The cast-iron coffin was discovered by utility workers in Washington two
years ago. Smithsonian scientists led by forensic anthropologist Doug
Owsley set about trying to determine who was buried in it, so the body
could be placed in a new, properly marked grave.
In this photograph provided by the Smithsonian Institution,
anthropologist Kari Bruwelheide, right, and Doug Owsley, head of physical
anthropology at the National Museum of Natural History, center, examine
the remains of an iron coffin at the museum in Washington in this Aug. 3,
2005 file photo.[AP]
The body was that of 15-year-old William Taylor White, who died in 1852
and was buried in the Columbia College cemetery, they announced Thursday.
"The mystery of this young boy's life and a strong sense of
responsibility to properly identify him kept me and the entire team
focused and determined. This was not a one-person project. It took more
than three dozen people nearly two years to make the ID," Deborah
Hull-Walski, an anthropologist at the Smithsonian's National Museum of
Natural History, said in a statement.
The researchers believe that the coffin was inadvertently left behind
when the cemetery was later moved.
White, from Accomack, Va., was a descendant of Anthony West, one of the
Jamestown settlers, they announced. He was a student in the preparatory
school of the college, which later became George Washington University.

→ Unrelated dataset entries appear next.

#[cfg(test)]
mod tests {
    use super::*;

    #[test]
    fn test_typed_round_trip() {
        let mut settings = Settings::new();
        settings.write_int("S", "int", -42);
        settings.write_uint("S", "uint", 4_000_000_000);
        settings.write_long("S", "long", -9_000_000_000);
        settings.write_ulong("S", "ulong", u64::MAX);
        settings.write_real("S", "real", 0.1);
        settings.write_bool("S", "bool", true);
        settings.write_color("S", "color", Color::rgb(1, 2, 3));

        assert_eq!(settings.read_int("S", "int", 0), -42);
        assert_eq!(settings.read_uint("S", "uint", 0), 4_000_000_000);
        assert_eq!(settings.read_long("S", "long", 0), -9_000_000_000);
        assert_eq!(settings.read_ulong("S", "ulong", 0), u64::MAX);
        assert_eq!(settings.read_real("S", "real", 0.0), 0.1);
        assert!(settings.read_bool("S", "bool", false));
        assert_eq!(settings.read_color("S", "color", Color::TRANSPARENT), Color::rgb(1, 2, 3));
    }

    #[test]
    fn test_scanf_like_parsing() {
        let mut settings = Settings::new();
        settings.parse_str(
            "[S]\nint=  12px\nneg=-7\nbad=abc\nbig=99999999999\nreal=2.5e3x\nexp=1e\n",
            false,
        );
        assert_eq!(settings.read_int("S", "int", 0), 12);
        assert_eq!(settings.read_int("S", "neg", 0), -7);
        assert_eq!(settings.read_int("S", "bad", 5), 5);
        assert_eq!(settings.read_int("S", "big", 5), 5);
        assert_eq!(settings.read_long("S", "big", 5), 99_999_999_999);
        assert_eq!(settings.read_uint("S", "neg", 3), 3);
        assert_eq!(settings.read_real("S", "real", 0.0), 2500.0);
        assert_eq!(settings.read_real("S", "exp", 0.0), 1.0);
    }

    #[test]
    fn test_non_finite_reals_round_trip() {
        let mut settings = Settings::new();
        settings.write_real("S", "inf", f64::INFINITY);
        settings.write_real("S", "ninf", f64::NEG_INFINITY);
        settings.write_real("S", "nan", f64::NAN);

        assert_eq!(settings.read_real("S", "inf", 7.0), f64::INFINITY);
        assert_eq!(settings.read_real("S", "ninf", 7.0), f64::NEG_INFINITY);
        assert!(settings.read_real("S", "nan", 7.0).is_nan());

        settings.parse_str("[T]\na=  +Infinity\nb=-INF\nc=nan(0x1)\nd=in\n", false);
        assert_eq!(settings.read_real("T", "a", 0.0), f64::INFINITY);
        assert_eq!(settings.read_real("T", "b", 0.0), f64::NEG_INFINITY);
        assert!(settings.read_real("T", "c", 0.0).is_nan());
        assert_eq!(settings.read_real("T", "d", 7.0), 7.0);
    }

    #[test]
    fn test_raw_tabs_stay_in_unquoted_values() {
        let mut settings = Settings::new();
        settings.parse_str("[S]\nk =\tone\ttwo\t\r\n", false);
        assert_eq!(settings.read_string("S", "k"), Some("one\ttwo"));
    }

    #[test]
    fn test_unwritable_section_names_are_refused() {
        let mut settings = Settings::new();
        assert!(!settings.write_string("a]b", "k", "v"));
        assert!(!settings.write_int("x\ny", "k", 1));
        assert!(!settings.is_modified());
        assert_eq!(settings.section_count(), 0);

        assert!(settings.write_string("a b", "k", "v"));
        let mut loaded = Settings::new();
        loaded.parse_str(&settings.unparse(), true);
        assert_eq!(loaded.read_string("a b", "k"), Some("v"));
    }

    #[test]
    fn test_ulong_requires_hex_prefix() {
        let mut settings = Settings::new();
        settings.parse_str("[S]\ndec=1234\nhex=0x4D2\nupper=0XfF\n", false);
        assert_eq!(settings.read_ulong("S", "dec", 7), 7);
        assert_eq!(settings.read_ulong("S", "hex", 7), 1234);
        assert_eq!(settings.read_ulong("S", "upper", 7), 255);
        assert_eq!(settings.read_uint("S", "dec", 7), 1234);
    }

    #[test]
    fn test_bool_spellings() {
        let mut settings = Settings::new();
        settings.parse_str("[B]\na=YES\nb=On\nc=1\nd=no\ne=OFF\nf=0\ng=maybe\n", false);
        assert!(settings.read_bool("B", "a", false));
        assert!(settings.read_bool("B", "b", false));
        assert!(settings.read_bool("B", "c", false));
        assert!(!settings.read_bool("B", "d", true));
        assert!(!settings.read_bool("B", "e", true));
        assert!(!settings.read_bool("B", "f", true));
        assert!(settings.read_bool("B", "g", true));
        assert!(!settings.read_bool("B", "missing", false));
    }

    #[test]
    fn test_parser_skips_malformed_lines() {
        let mut settings = Settings::new();
        settings.parse_str(
            "orphan=1\n[Broken\n[Good]\n# comment\n; other comment\nnoequals\n  key  =  value  \n=empty key\n",
            false,
        );
        assert!(!settings.exists_section("Broken"));
        assert_eq!(settings.read_string("Good", "key"), Some("value"));
        assert_eq!(settings.section("Good").map(|s| s.len()), Some(1));
        assert!(!settings.is_modified());
    }

    #[test]
    fn test_bom_and_crlf() {
        let mut settings = Settings::new();
        settings.parse_str("\u{feff}[Win]\r\nwidth=640\r\n", false);
        assert_eq!(settings.read_int("Win", "width", 0), 640);
    }

    #[test]
    fn test_quoted_keys_and_values() {
        let mut settings = Settings::new();
        settings.write_string("Q", "a=b", "  padded\ttext  ");
        let text = settings.unparse();
        assert_eq!(text, "[Q]\n\"a=b\"=\"  padded\\ttext  \"\n");

        let mut loaded = Settings::new();
        loaded.parse_str(&text, true);
        assert_eq!(loaded.read_string("Q", "a=b"), Some("  padded\ttext  "));
    }

    #[test]
    fn test_unparse_only_marked() {
        let mut settings = Settings::new();
        settings.parse_str("[Defaults]\na=1\nb=2\n[Mixed]\nx=1\n", false);
        assert_eq!(settings.unparse(), "");

        settings.write_int("Mixed", "y", 2);
        assert_eq!(settings.unparse(), "[Mixed]\ny=2\n");
    }

    #[test]
    fn test_parse_marks_follow_precedence() {
        let mut settings = Settings::new();
        settings.parse_str("[S]\nk=user\n", true);
        settings.parse_str("[S]\nk=system\n", false);
        assert_eq!(settings.read_string("S", "k"), Some("user"));
        settings.parse_str("[S]\nk=newer\n", true);
        assert_eq!(settings.read_string("S", "k"), Some("newer"));
    }

    #[test]
    fn test_delete_and_clear_set_modified() {
        let mut settings = Settings::new();
        settings.parse_str("[S]\nk=v\n", false);
        assert!(!settings.is_modified());
        assert!(!settings.delete_entry("S", "missing"));
        assert!(!settings.is_modified());
        assert!(settings.delete_entry("S", "k"));
        assert!(settings.is_modified());

        settings.set_modified(false);
        settings.clear();
        assert!(settings.is_modified());
        assert_eq!(settings.section_count(), 0);
    }

    #[test]
    fn test_binary_stream() {
        let mut settings = Settings::new();
        settings.parse_str("[A]\nloaded=1\n", false);
        settings.write_string("B", "written", "two words");

        let mut buffer = Vec::new();
        settings.save_to(&mut buffer).unwrap();
        let restored = Settings::load_from(buffer.as_slice()).unwrap();

        assert_eq!(restored.read_string("A", "loaded"), Some("1"));
        assert_eq!(restored.read_string("B", "written"), Some("two words"));
        assert_eq!(restored.section("A").unwrap().is_marked("loaded"), Some(false));
        assert_eq!(restored.section("B").unwrap().is_marked("written"), Some(true));
        assert!(!restored.is_modified());
    }
}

White was one of several potential candidates the team focused on after
studying census records, obituaries and other public documents.
They then tested the DNA of known living descendants to make the positive
identification.
The pathologists and forensic anthropologists reported that White had
congenital heart disease, a ventricular septum defect, which is a hole in
the heart, that contributed to his death.
They found an obituary published in the Daily National Intelligencer
newspaper of Washington on Jan. 28, 1852, confirming White died Jan. 24,
1852, after a short illness.
Clothing historians were able to determine that he was dressed in a
shirt, vest and pants that are consistent with clothing styles of the
early to mid-1850s.
"Thus is cut off, in the morning of his days, one in whom many hopes were
centred-and who had the fairest prospects of happiness and usefulness in
life," the Religious Herald newspaper of Richmond, Va., said in its
obituary.
The cast-iron coffin was shaped a bit like an Egyptian mummy case and is
of a type called Fisk style patented in 1848. This particular model was
popular in the early 1850s among the well-to-do, Owsley said.
Because they are sealed, cast iron coffins tend to yield well-preserved
bodies. Indeed, the young person looked not unlike an ancient mummy, even
though he had not gone through the Egyptian embalming procedures.